Pré-éclamspie et récidive en post-partum

Tiphaine a eu une pré-éclampsie à 33SA diagnostiquée en retard pendant le premier confinement, et évoque le manque d’informations lors de son suivi. Elle a pu mener une seconde grossesse mieux suivie à terme mais avec récidive de pré-éclampsie en post-partum, malgré la prise d’aspirine. Elle parle aussi de l’importance d’extérioriser son ressenti sur ce traumatisme et le vécu de la prématurité.

‟Bon je me lance, ça va faire bientôt 2,5 ans, c’est passé à une vitesse. Je me suis longtemps dit que ça ne servait à rien, qu’il y avait tellement « pire » mais au final si cela peut aider ne serait-ce que moi-même à être en paix alors je me lance. Voici donc mon histoire ou plutôt notre histoire avec Agathe qui va avoir 2 ans et demi, et aussi un peu celle d’Arthur qui vient d’avoir 6 mois.

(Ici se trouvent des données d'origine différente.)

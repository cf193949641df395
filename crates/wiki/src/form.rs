// File: src/form.rs
// Purpose: Reading the submitted page body from a save request

use axum::body::Bytes;
use axum::extract::multipart::{MultipartError, MultipartRejection};
use axum::extract::rejection::BytesRejection;
use axum::extract::{FromRequest, Multipart, Request};
use axum::http::{header, HeaderMap, StatusCode};
use std::borrow::Cow;
use thiserror::Error;

/// Name of the form field carrying the page body.
pub const BODY_FIELD: &str = "body";

/// Largest request body a save accepts (10 MiB).
pub const MAX_FORM_BYTES: usize = 10 * 1024 * 1024;

/// How a request body carries form fields, judged by its media type.
#[derive(Debug, Clone, Copy, PartialEq, Eq)]
pub enum FormEncoding {
    UrlEncoded,
    Multipart,
    Other,
}

impl FormEncoding {
    /// Media type comparison ignores case and any parameters.
    pub fn of(headers: &HeaderMap) -> Self {
        let media_type = headers
            .get(header::CONTENT_TYPE)
            .and_then(|ct| ct.to_str().ok())
            .and_then(|ct| ct.split(';').next())
            .map(str::trim)
            .unwrap_or_default();

        if media_type.eq_ignore_ascii_case("application/x-www-form-urlencoded") {
            FormEncoding::UrlEncoded
        } else if media_type.eq_ignore_ascii_case("multipart/form-data") {
            FormEncoding::Multipart
        } else {
            FormEncoding::Other
        }
    }
}

/// The request body could not be read as a form.
#[derive(Debug, Error)]
#[error("{message}")]
pub struct FormError {
    status: StatusCode,
    message: String,
}

impl FormError {
    pub fn status(&self) -> StatusCode {
        self.status
    }
}

impl From<BytesRejection> for FormError {
    fn from(rejection: BytesRejection) -> Self {
        Self {
            status: rejection.status(),
            message: rejection.body_text(),
        }
    }
}

impl From<MultipartRejection> for FormError {
    fn from(rejection: MultipartRejection) -> Self {
        Self {
            status: rejection.status(),
            message: rejection.body_text(),
        }
    }
}

impl From<MultipartError> for FormError {
    fn from(err: MultipartError) -> Self {
        Self {
            status: err.status(),
            message: err.body_text(),
        }
    }
}

/// Look up `field` in the submitted form data.
///
/// An urlencoded or multipart request body is consulted first, then the URL
/// query string. Values are raw bytes; urlencoded values are percent-decoded
/// with `+` standing for a space. File uploads in a multipart body are not
/// form values and are skipped. Returns `Ok(None)` when the field is absent.
pub async fn form_value(request: Request, field: &str) -> Result<Option<Vec<u8>>, FormError> {
    let query = request.uri().query().map(str::to_owned);

    let posted = match FormEncoding::of(request.headers()) {
        FormEncoding::UrlEncoded => {
            let body = Bytes::from_request(request, &()).await?;
            find_field(&body, field)
        }
        FormEncoding::Multipart => {
            let multipart = Multipart::from_request(request, &()).await?;
            multipart_field(multipart, field).await?
        }
        FormEncoding::Other => None,
    };

    Ok(posted.or_else(|| query.and_then(|q| find_field(q.as_bytes(), field))))
}

async fn multipart_field(
    mut multipart: Multipart,
    field: &str,
) -> Result<Option<Vec<u8>>, MultipartError> {
    while let Some(part) = multipart.next_field().await? {
        if part.name() == Some(field) && part.file_name().is_none() {
            return Ok(Some(part.bytes().await?.to_vec()));
        }
    }
    Ok(None)
}

/// First value of `field` in an `a=1&b=2` encoded string.
fn find_field(encoded: &[u8], field: &str) -> Option<Vec<u8>> {
    encoded
        .split(|b| *b == b'&')
        .filter(|pair| !pair.is_empty())
        .find_map(|pair| {
            let (key, value) = match pair.iter().position(|b| *b == b'=') {
                Some(i) => (&pair[..i], &pair[i + 1..]),
                None => (pair, &pair[pair.len()..]),
            };
            (&*decode(key) == field.as_bytes()).then(|| decode(value).into_owned())
        })
}

fn decode(raw: &[u8]) -> Cow<'_, [u8]> {
    if raw.contains(&b'+') {
        let spaced: Vec<u8> = raw.iter().map(|b| if *b == b'+' { b' ' } else { *b }).collect();
        Cow::Owned(urlencoding::decode_binary(&spaced).into_owned())
    } else {
        urlencoding::decode_binary(raw)
    }
}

Retour en arrière, en plein confinement en mars 2020, avec mon mari on décide de partir à la campagne. On quitte donc Lyon et de toutes façons tous mes rendez-vous de suivi de grossesse sont annulés. Je devais d’ailleurs commencer mon suivi à la maternité où je m’étais inscrite, finalement je n’ai eu qu’un rdv téléphonique. Je suis à un peu plus de 5 mois de grossesse, tout se passait bien.

Apparition de symptômes

Et puis en avril, je prends en l’espace de deux semaines beaucoup de poids mais vraiment beaucoup (une dizaine de kg), je m’inquiète, je fais beaucoup de rétention d’eau !… Ma mère me dit de faire attention à ce que je mange car effectivement je suis « gonflée » (sympa, maman). Ma sage-femme que je vois en visio pour les préparations à l’accouchement ne s’inquiète pas non plus plus que ça. Pourtant je sens bien que ça cloche quelque part ; mais c’est ma première grossesse donc je me raisonne et me dis que ça doit être « normal ».

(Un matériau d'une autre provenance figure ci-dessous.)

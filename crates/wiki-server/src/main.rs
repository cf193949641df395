// File: src/main.rs
// Purpose: wikid entry point: logging, configuration, listener

use anyhow::{Context, Result};
use tracing::{error, info};
use wiki::{router, AppState, Config};

#[tokio::main]
async fn main() {
    tracing_subscriber::fmt::init();

    if let Err(e) = run().await {
        error!("{:#}", e);
        std::process::exit(1);
    }
}

async fn run() -> Result<()> {
    // A missing .env is fine
    dotenvy::dotenv().ok();

    let config = Config::from_env()?;
    let addr = config.server.resolve().await?;

    let state = AppState::from_config(&config).context("Failed to load templates")?;
    let app = router(state);

    let listener = tokio::net::TcpListener::bind(addr)
        .await
        .with_context(|| format!("Failed to bind {}", addr))?;
    info!("Server running at http://{}", addr);

    axum::serve(listener, app).await.context("Server error")?;
    Ok(())
}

Je prends quand même rdv chez une autre sage-femme que je ne connais pas à coté de mon lieu de confinement, je lui explique pour la rétention d’eau et la prise de poids quand même excessive. Elle prend ma tension qui est normale, elle me fait faire des analyses de sang pour le diabète gestationnel mais ça s’arrête là. De mémoire, il y avait une de mes analyses d’urines qui n’était pas dans les normes mais on ne m’a pas rappelée, et je me suis dit que c’était une erreur lors du prélèvement que j’avais mal fait.

Pourtant je me sens mal. Début mai, rdv téléphonique avec la maternité, j’en parle mais ma tension est correcte alors ça dure cinq secondes et ça s’arrête là. Je n’avais pas d’idée précise sur ce que j’avais, je connaissais la pré-éclampsie, ma tante et ma belle-sœur en avaient fait une. Je connaissais vaguement les symptômes mais je ne connaissais pas la « gravité » et les conséquences que ça pouvait engendrer.

Je suis à 33SA. Au regard de ce qui va suivre, je peux dire que j’ai eu tous les symptômes et que pourtant j’en ai parlé – sans mettre les bons mots certes – mais qu’on n’a pas su bien m’écouter ? Barre à l’estomac, maux de têtes, mouche devant les yeux et œdèmes ++++ Alors certes le Covid a bousculé toute l’organisation des suivis de grossesse mais je crois pouvoir dire aujourd’hui qu’on a été des dommages collatéraux… Avec des « si » on refait le monde mais peut-être qu’on aurait trouvé un traitement adapté qui nous aurait fait échapper à la prématurité. 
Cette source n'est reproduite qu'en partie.